The NH2-terminal region of focal adhesion kinase reconstitutes high affinity IgE receptor-induced secretion in mast cells.

Focal adhesion kinase (FAK) is tyrosine-phosphorylated by adherence of cells and also by FcepsilonRI aggregation in RBL-2H3 mast cells. Using phosphorylation site-specific antibodies, we observed that FcepsilonRI activation in these cells led to an increase in FAK phosphorylation at the same tyrosine residues that are phosphorylated by integrin-induced activation. Previous studies in the 3B6 line, a FAK-deficient variant of the RBL-2H3 cells, suggest that FAK plays a role in FcepsilonRI-induced secretion.

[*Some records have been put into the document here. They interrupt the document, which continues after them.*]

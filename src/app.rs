//! Top-level application orchestration.
//!
//! `src/main.rs` is intentionally tiny; this module is the "real main" that:
//! - loads `.env` and parses CLI arguments
//! - installs logging
//! - loads the selected spreadsheets
//! - prints reports/plots or launches the dashboard
//! - writes optional exports

use std::fs::File;
use std::path::PathBuf;
use std::sync::Mutex;

use clap::Parser;
use tracing::info;
use tracing_subscriber::EnvFilter;

use crate::cli::{Command, ExportArgs, FilesArgs, RunArgs, SummaryArgs};
use crate::error::AppError;

pub mod pipeline;
pub mod state;

/// Entry point for the `trends` binary.
pub fn run() -> Result<(), AppError> {
    // `.env` may set TRENDS_DATA_DIR / RUST_LOG; a missing file is fine.
    dotenvy::dotenv().ok();

    // We want `trends` and `trends -f sales.xlsx` to behave like `trends tui ...`.
    let argv = rewrite_args(std::env::args().collect());
    let cli = crate::cli::Cli::parse_from(argv);

    let log_target = match cli.command {
        Command::Tui(_) => LogTarget::File(std::env::temp_dir().join("house-trends.log")),
        _ => LogTarget::Stderr,
    };
    init_logging(cli.verbose, log_target);
    info!(version = env!("CARGO_PKG_VERSION"), "house-trends starting");

    match cli.command {
        Command::Summary(args) => handle_summary(args),
        Command::Export(args) => handle_export(args),
        Command::Files(args) => handle_files(args),
        Command::Tui(args) => handle_tui(args),
    }
}

#[derive(Debug, Clone, PartialEq, Eq)]
enum LogTarget {
    Stderr,
    /// The TUI owns the terminal, so logs go to a file.
    File(PathBuf),
}

fn init_logging(verbose: u8, target: LogTarget) {
    let level = match verbose {
        0 => "warn",
        1 => "info",
        2 => "debug",
        _ => "trace",
    };
    let filter = EnvFilter::try_from_default_env().unwrap_or_else(|_| EnvFilter::new(level));
    let builder = tracing_subscriber::fmt()
        .with_env_filter(filter)
        .with_target(false)
        .compact();

    // A subscriber may already be installed (e.g. when embedded); keep it.
    let _ = match target {
        LogTarget::Stderr => builder.with_writer(std::io::stderr).try_init(),
        LogTarget::File(path) => match File::create(&path) {
            Ok(file) => builder.with_ansi(false).with_writer(Mutex::new(file)).try_init(),
            Err(_) => return,
        },
    };
}

fn handle_summary(args: SummaryArgs) -> Result<(), AppError> {
    let loaded = pipeline::load_session(&args.run, pipeline::Fallback::Prompt)?;
    let session = &loaded.session;
    let summaries = session.summaries();

    if args.json {
        let json = crate::io::summaries_json(
            &summaries,
            session.config(),
            session.table().rows_used(),
            session.table().rows_skipped(),
        )?;
        println!("{json}");
        return Ok(());
    }

    println!(
        "{}",
        crate::report::format_run_header(session.table(), session.config(), session.filters())
    );
    print!("{}", crate::report::format_summary_table(&summaries, session.config()));

    if args.plot {
        println!();
        print!(
            "{}",
            crate::plot::render_bar_chart(&summaries, args.plot_metric, args.width)
        );
    }
    Ok(())
}

fn handle_export(args: ExportArgs) -> Result<(), AppError> {
    let loaded = pipeline::load_session(&args.run, pipeline::Fallback::Prompt)?;
    let summaries = loaded.session.summaries();
    crate::io::write_summaries_csv(&args.out, &summaries, loaded.session.config())?;
    info!(path = %args.out.display(), periods = summaries.len(), "exported summaries");
    println!("Wrote {} period(s) to {}", summaries.len(), args.out.display());
    Ok(())
}

fn handle_files(args: FilesArgs) -> Result<(), AppError> {
    let files = crate::cli::picker::discover_bundled(&args.data_dir)?;
    if files.is_empty() {
        println!("No yearly files in {}", args.data_dir.display());
        return Ok(());
    }
    for f in files {
        println!("{}  {}", f.year, crate::cli::picker::pretty_path(&f.path));
    }
    Ok(())
}

fn handle_tui(args: RunArgs) -> Result<(), AppError> {
    crate::tui::run(args)
}

/// Rewrite argv so `trends` defaults to `trends tui`.
///
/// Rules:
/// - `trends`                     -> `trends tui`
/// - `trends -f a.xlsx ...`       -> `trends tui -f a.xlsx ...`
/// - `trends --help/--version/-h` -> unchanged (show top-level help/version)
fn rewrite_args(mut argv: Vec<String>) -> Vec<String> {
    let Some(arg1) = argv.get(1).cloned() else {
        argv.push("tui".to_string());
        return argv;
    };

    let is_top_level_help_or_version = matches!(
        arg1.as_str(),
        "-h" | "--help" | "-V" | "--version" | "help"
    );
    if is_top_level_help_or_version {
        return argv;
    }

    let is_subcommand = matches!(arg1.as_str(), "summary" | "export" | "files" | "tui");
    if is_subcommand {
        return argv;
    }

    if arg1.starts_with('-') {
        argv.insert(1, "tui".to_string());
        return argv;
    }

    argv
}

Stable cell lines expressing either full-length or truncated forms of FAK were isolated after transfection of the FAK-deficient 3B6 variant cells. The NH(2) domain of FAK, which lacks the enzymatic and the COOH-terminal regions, was sufficient to reconstitute secretion. The different truncated forms of FAK were still tyrosine-phosphorylated after FcepsilonRI aggregation. Therefore, the kinase domain and the COOH-terminal region are not essential for FcepsilonRI-induced tyrosine phosphorylation of FAK or for secretion. Taken together, our data demonstrate that the reconstitution of secretion is dissociated from FAK activation and that the NH(2)-terminal region of FAK is the only critical element that may play a role in FcepsilonRI-induced secretion by acting as an adaptor or linker molecule.